* WORK ORDER *
Please filter the entries for the word "ReqwestTransport" and copy every line that has it.
------------------------------------
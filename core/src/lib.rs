//! Client-side data fetching with loading/error lifecycle tracking.
//!
//! # Overview
//! Three layers, leaf first:
//! - `RequestExecutor` performs one HTTP call through a `Transport`,
//!   rejects non-2xx statuses and non-JSON bodies, and classifies failures
//!   as `RequestError`.
//! - `FetchController` keeps one target URL plus an observable
//!   `RequestState` (`data`, `loading`, `error`), fetches automatically on
//!   creation and on target change, and supports manual refetch.
//! - `CrudFacade` maps create/read/update/remove onto one endpoint through an
//!   `ApiClient`, sharing a single loading/error pair across all four.
//!
//! # Design
//! - The network sits behind the `Transport` trait. `ReqwestTransport` is the
//!   production implementation; tests substitute scripted ones.
//! - Failures are reported twice: returned to the caller and mirrored into
//!   the owner's state as a message. Nothing is retried.
//! - A failed request never clears previously fetched `data`.
//! - Overlapping requests on one container resolve by `SettlePolicy`;
//!   the default reproduces last-settled-wins.

pub mod api_client;
pub mod config;
pub mod controller;
pub mod crud;
pub mod error;
pub mod executor;
pub mod http;
pub mod state;
pub mod transport;
pub mod types;

pub use api_client::ApiClient;
pub use config::{ClientSettings, RequestConfig};
pub use controller::FetchController;
pub use crud::{CrudFacade, CrudOperation, Endpoint};
pub use error::RequestError;
pub use executor::{parse_response, RequestExecutor};
pub use http::{HttpMethod, HttpRequest, HttpResponse};
pub use state::{RequestState, SettlePolicy};
pub use transport::{ReqwestTransport, Transport};
pub use types::{NewPost, Post, User};
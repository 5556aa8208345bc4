use axum::http::{self, Request, StatusCode};
use http_body_util::BodyExt;
use mock_server::{app, app_with_store, Post, Store, User};
use tower::ServiceExt;

async fn body_json<T: serde::de::DeserializeOwned>(response: axum::response::Response) -> T {
    let bytes = response.into_body().collect().await.unwrap().to_bytes();
    serde_json::from_slice(&bytes).unwrap()
}

fn json_request(method: &str, uri: &str, body: &str) -> Request<String> {
    Request::builder()
        .method(method)
        .uri(uri)
        .header(http::header::CONTENT_TYPE, "application/json")
        .body(body.to_string())
        .unwrap()
}

fn empty_request(method: &str, uri: &str) -> Request<String> {
    Request::builder()
        .method(method)
        .uri(uri)
        .body(String::new())
        .unwrap()
}

// --- list ---

#[tokio::test]
async fn list_posts_returns_seed_data() {
    let resp = app().oneshot(empty_request("GET", "/posts")).await.unwrap();

    assert_eq!(resp.status(), StatusCode::OK);
    let posts: Vec<Post> = body_json(resp).await;
    assert_eq!(posts.len(), 5);
    assert_eq!(posts[0].id, 1);
}

#[tokio::test]
async fn list_posts_empty_store() {
    let resp = app_with_store(Store::empty())
        .oneshot(empty_request("GET", "/posts"))
        .await
        .unwrap();

    assert_eq!(resp.status(), StatusCode::OK);
    let posts: Vec<Post> = body_json(resp).await;
    assert!(posts.is_empty());
}

#[tokio::test]
async fn list_users_returns_seed_data() {
    let resp = app().oneshot(empty_request("GET", "/users")).await.unwrap();

    assert_eq!(resp.status(), StatusCode::OK);
    let users: Vec<User> = body_json(resp).await;
    assert_eq!(users.len(), 3);
    assert_eq!(users[0].name, "Leanne Graham");
}

// --- create ---

#[tokio::test]
async fn create_post_returns_201_with_generated_id() {
    let resp = app()
        .oneshot(json_request(
            "POST",
            "/posts",
            r#"{"title":"New Post","body":"This is a new post created via API","userId":1}"#,
        ))
        .await
        .unwrap();

    assert_eq!(resp.status(), StatusCode::CREATED);
    let post: Post = body_json(resp).await;
    assert_eq!(post.id, 6);
    assert_eq!(post.title, "New Post");
    assert_eq!(post.user_id, 1);
}

#[tokio::test]
async fn create_post_malformed_json_returns_422() {
    let resp = app()
        .oneshot(json_request("POST", "/posts", r#"{"not_title":1}"#))
        .await
        .unwrap();

    assert_eq!(resp.status(), StatusCode::UNPROCESSABLE_ENTITY);
}

#[tokio::test]
async fn create_post_without_json_content_type_returns_415() {
    let req = Request::builder()
        .method("POST")
        .uri("/posts")
        .header(http::header::CONTENT_TYPE, "text/plain")
        .body(r#"{"title":"t","body":"b","userId":1}"#.to_string())
        .unwrap();
    let resp = app().oneshot(req).await.unwrap();

    assert_eq!(resp.status(), StatusCode::UNSUPPORTED_MEDIA_TYPE);
}

// --- get ---

#[tokio::test]
async fn get_post_not_found() {
    let resp = app().oneshot(empty_request("GET", "/posts/999")).await.unwrap();

    assert_eq!(resp.status(), StatusCode::NOT_FOUND);
}

#[tokio::test]
async fn get_post_bad_id_returns_400() {
    let resp = app()
        .oneshot(empty_request("GET", "/posts/not-a-number"))
        .await
        .unwrap();

    assert_eq!(resp.status(), StatusCode::BAD_REQUEST);
}

#[tokio::test]
async fn get_user_by_id() {
    let resp = app().oneshot(empty_request("GET", "/users/2")).await.unwrap();

    assert_eq!(resp.status(), StatusCode::OK);
    let user: User = body_json(resp).await;
    assert_eq!(user.email, "Shanna@melissa.tv");
}

// --- update / delete ---

#[tokio::test]
async fn update_post_not_found() {
    let resp = app()
        .oneshot(json_request("PUT", "/posts/999", r#"{"title":"Nope"}"#))
        .await
        .unwrap();

    assert_eq!(resp.status(), StatusCode::NOT_FOUND);
}

#[tokio::test]
async fn delete_post_not_found() {
    let resp = app().oneshot(empty_request("DELETE", "/posts/999")).await.unwrap();

    assert_eq!(resp.status(), StatusCode::NOT_FOUND);
}

// --- full CRUD lifecycle ---

#[tokio::test]
async fn crud_lifecycle() {
    use tower::Service;

    let mut app = app_with_store(Store::empty()).into_service();

    // create
    let resp = ServiceExt::ready(&mut app)
        .await
        .unwrap()
        .call(json_request(
            "POST",
            "/posts",
            r#"{"title":"Walk dog","body":"around the block","userId":2}"#,
        ))
        .await
        .unwrap();
    assert_eq!(resp.status(), StatusCode::CREATED);
    let created: Post = body_json(resp).await;
    assert_eq!(created.title, "Walk dog");
    let id = created.id;

    // get
    let resp = ServiceExt::ready(&mut app)
        .await
        .unwrap()
        .call(empty_request("GET", &format!("/posts/{id}")))
        .await
        .unwrap();
    assert_eq!(resp.status(), StatusCode::OK);
    let fetched: Post = body_json(resp).await;
    assert_eq!(fetched, created);

    // update: only title
    let resp = ServiceExt::ready(&mut app)
        .await
        .unwrap()
        .call(json_request("PUT", &format!("/posts/{id}"), r#"{"title":"Walk cat"}"#))
        .await
        .unwrap();
    assert_eq!(resp.status(), StatusCode::OK);
    let updated: Post = body_json(resp).await;
    assert_eq!(updated.title, "Walk cat");
    assert_eq!(updated.body, "around the block"); // unchanged

    // delete answers an empty object
    let resp = ServiceExt::ready(&mut app)
        .await
        .unwrap()
        .call(empty_request("DELETE", &format!("/posts/{id}")))
        .await
        .unwrap();
    assert_eq!(resp.status(), StatusCode::OK);
    let body: serde_json::Value = body_json(resp).await;
    assert_eq!(body, serde_json::json!({}));

    // get after delete: 404
    let resp = ServiceExt::ready(&mut app)
        .await
        .unwrap()
        .call(empty_request("GET", &format!("/posts/{id}")))
        .await
        .unwrap();
    assert_eq!(resp.status(), StatusCode::NOT_FOUND);

    // list after delete: empty
    let resp = ServiceExt::ready(&mut app)
        .await
        .unwrap()
        .call(empty_request("GET", "/posts"))
        .await
        .unwrap();
    assert_eq!(resp.status(), StatusCode::OK);
    let posts: Vec<Post> = body_json(resp).await;
    assert!(posts.is_empty());
}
------------------------------------
* ANSWER *
//! - The network sits behind the `Transport` trait. `ReqwestTransport` is the
pub use transport::{ReqwestTransport, Transport};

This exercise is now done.